Si la politique de « pression maximale » (« Maximum pressure ») de Trump visait de manière claire à faire pression sur le peuple iranien pour qu’il renverse ses dirigeants, ce type de réponse montre les limites de l’approche : les Iraniens sont nationalistes, attachés avec fierté à leur pays, et refusent de céder sous la pression.
Si 85% d’entre eux refuserait de mettre fin à l’enrichissement d’Uranium en Iran, 83% refuserait qu’à l’issue d’une éventuelle négociation soit mis définitivement fin à un quelconque programme balistique iranien, et 74% tout de même refuseraient de limiter la portée des missiles balistiques.
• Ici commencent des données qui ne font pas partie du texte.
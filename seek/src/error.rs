//! Error types for loading configuration and inventory snapshots.
//!
//! Query matching never produces these: a query that cannot be evaluated
//! simply does not match.

use std::path::PathBuf;

#[derive(Debug, thiserror::Error)]
pub enum Error {
    #[error("IO error: {0}")]
    Io(#[from] std::io::Error),

    #[error("JSON error: {0}")]
    Json(#[from] serde_json::Error),

    #[error("TOML error: {0}")]
    Toml(#[from] toml::de::Error),

    #[error("Configuration error: {0}")]
    Config(String),

    #[error("Snapshot not found at {0}")]
    SnapshotNotFound(PathBuf),

    #[error("Invalid snapshot: {0}")]
    InvalidSnapshot(String),
}

pub type Result<T> = std::result::Result<T, Error>;
//! hsq: Haven Seek Query - CLI for trying inventory search queries.

use std::path::PathBuf;

use clap::{ArgAction, Parser, Subcommand};
use tracing_subscriber::EnvFilter;

mod commands;

#[derive(Parser)]
#[command(name = "hsq")]
#[command(about = "Haven Seek Query - evaluate inventory search queries against item snapshots")]
#[command(version)]
struct Cli {
    /// Increase log verbosity (-v debug, -vv trace). RUST_LOG overrides.
    #[arg(short = 'v', long = "verbose", action = ArgAction::Count, global = true)]
    verbose: u8,

    /// Config file (default: $SEEK_CONFIG or the user config dir)
    #[arg(long = "config", global = true)]
    config: Option<PathBuf>,

    #[command(subcommand)]
    command: Commands,
}

#[derive(Subcommand)]
enum Commands {
    /// Parse a query and print its canonical form
    #[command(visible_alias = "p")]
    Parse {
        /// Query string (e.g., lp:>100, fep:str, bronze)
        query: String,

        /// Output format: text or json
        #[arg(short = 'f', long = "format", default_value = "text")]
        format: String,
    },

    /// List items in a snapshot that a query highlights
    #[command(visible_alias = "m")]
    Match {
        /// Query string (e.g., lp:>100, fep:str, bronze)
        query: String,

        /// Inventory snapshot (.json or .toml)
        #[arg(short = 'i', long = "inventory")]
        inventory: PathBuf,

        /// Match items on their own metadata only, ignoring stacks
        #[arg(short = 'd', long = "direct")]
        direct: bool,

        /// Output format: text or json
        #[arg(short = 'f', long = "format", default_value = "text")]
        format: String,
    },

    /// Show the items and stacks of a snapshot
    Inspect {
        /// Inventory snapshot (.json or .toml)
        #[arg(short = 'i', long = "inventory")]
        inventory: PathBuf,

        /// Output format: text or json
        #[arg(short = 'f', long = "format", default_value = "text")]
        format: String,
    },

    /// Show the resolved configuration
    Config {
        /// Write a default config file if none exists
        #[arg(long = "init")]
        init: bool,
    },
}

fn init_logging(verbose: u8) {
    let default_level = match verbose {
        0 => "warn",
        1 => "debug",
        _ => "trace",
    };
    let filter =
        EnvFilter::try_from_default_env().unwrap_or_else(|_| EnvFilter::new(default_level));
    tracing_subscriber::fmt()
        .with_env_filter(filter)
        .with_writer(std::io::stderr)
        .init();
}

fn main() {
    let cli = Cli::parse();
    init_logging(cli.verbose);

    let config = cli.config.as_deref();
    let result = match cli.command {
        Commands::Parse { query, format } => commands::parse(&query, &format),
        Commands::Match { query, inventory, direct, format } => {
            commands::match_items(config, &query, &inventory, direct, &format)
        }
        Commands::Inspect { inventory, format } => commands::inspect(&inventory, &format),
        Commands::Config { init } => commands::config(config, init),
    };

    if let Err(e) = result {
        eprintln!("Error: {}", e);
        std::process::exit(1);
    }
}
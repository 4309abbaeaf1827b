use chrono::{DateTime, Utc};
use serde::{Deserialize, Serialize};

#[derive(Debug, Clone, Copy, PartialEq, Eq, Serialize, Deserialize)]
#[serde(rename_all = "snake_case")]
pub enum DeliveryStatus {
    Accepted,
    /// Signature check failed; nothing from the body is kept.
    Unauthorized,
    /// Authentic but not a valid event document.
    Malformed,
}

/// One inbound POST to the webhook endpoint.
#[derive(Debug, Clone, Serialize, Deserialize)]
pub struct Delivery {
    pub id: String,
    pub received_at: DateTime<Utc>,
    pub status: DeliveryStatus,
    #[serde(skip_serializing_if = "Option::is_none")]
    pub event_id: Option<String>,
    #[serde(skip_serializing_if = "Option::is_none")]
    pub event_type: Option<String>,
    #[serde(skip_serializing_if = "Option::is_none")]
    pub data: Option<serde_json::Value>,
}

impl Delivery {
    pub fn new(status: DeliveryStatus) -> Self {
        Self {
            id: uuid::Uuid::new_v4().to_string(),
            received_at: Utc::now(),
            status,
            event_id: None,
            event_type: None,
            data: None,
        }
    }

    pub fn accepted(event: &jewelmusic::webhooks::WebhookEvent) -> Self {
        Self {
            event_id: Some(event.id.clone()),
            event_type: Some(event.event_type.clone()),
            data: Some(serde_json::Value::Object(event.data.clone())),
            ..Self::new(DeliveryStatus::Accepted)
        }
    }
}
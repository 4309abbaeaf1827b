use serde::Deserialize;
use tracing::info;

use crate::config::ClientConfig;
use crate::error::Result;
use crate::http::HttpClient;
use crate::webhooks::WebhooksResource;

#[derive(Debug, Clone, PartialEq, Deserialize)]
pub struct PingResponse {
    pub timestamp: String,
    pub version: String,
}

/// Entry point to the JewelMusic API.
#[derive(Debug, Clone)]
pub struct JewelMusic {
    http: HttpClient,
}

impl JewelMusic {
    pub fn new(config: ClientConfig) -> Result<Self> {
        let http = HttpClient::new(&config)?;
        info!(
            base_url = config.resolved_base_url(),
            environment = ?config.environment,
            "JewelMusic client ready"
        );
        Ok(Self { http })
    }

    pub fn from_env() -> Result<Self> {
        Self::new(ClientConfig::from_env()?)
    }

    /// Check connectivity and credentials.
    pub async fn ping(&self) -> Result<PingResponse> {
        self.http.get("/ping", &[]).await
    }

    pub fn webhooks(&self) -> WebhooksResource {
        WebhooksResource::new(self.http.clone())
    }
}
5. La France est perçue très défavorablement par les Iraniens
En 2018, 56% des sondés avaient une opinion positive de la France. En 2021, ce nombre est descendu à 29%. C’est le cas pour l’ensemble des pays Occidentaux (USA, Grande Bretagne, Allemagne), même si c’est ce dernier pays qui recueille l’opinion la plus favorable, avec 46% d’opinions favorables ou très favorables.
La raison en est simple : les pays européens ont incarnés l’espoir, l’espoir de la mise en oeuvre de l’accord de Vienne sur le nucléaire, puis l’espoir de lutter contre les effets néfastes de la sortie de cet accord par Donald Trump en 2018. Autant d’espoirs déçus, car au final ni la pression politique pour rester au sein de l’accord, ni les mécanismes comme INSTEX n’ont été d’une quelconque utilité face à l’hégémonie américaine et celle de son dollar.
Conclusion
On le voit, l’Iran ne se laisse pas réduire à un caricature, traversé de courants à la fois nationalistes, religieux et en même temps ouverts sur le monde. Ce que montre le sondage, c’est pour les Iraniens dans la rue, la principale préoccupation des habitants, c’est le lendemain, ce sont l’inflation, le chômage, la corruption.
Après avoir mis très longtemps à démarrer, une (mini) fenêtre est ouverte depuis la semaine dernière avec des discussions entre experts à Vienne. Il faut maintenant profiter de cette opportunité.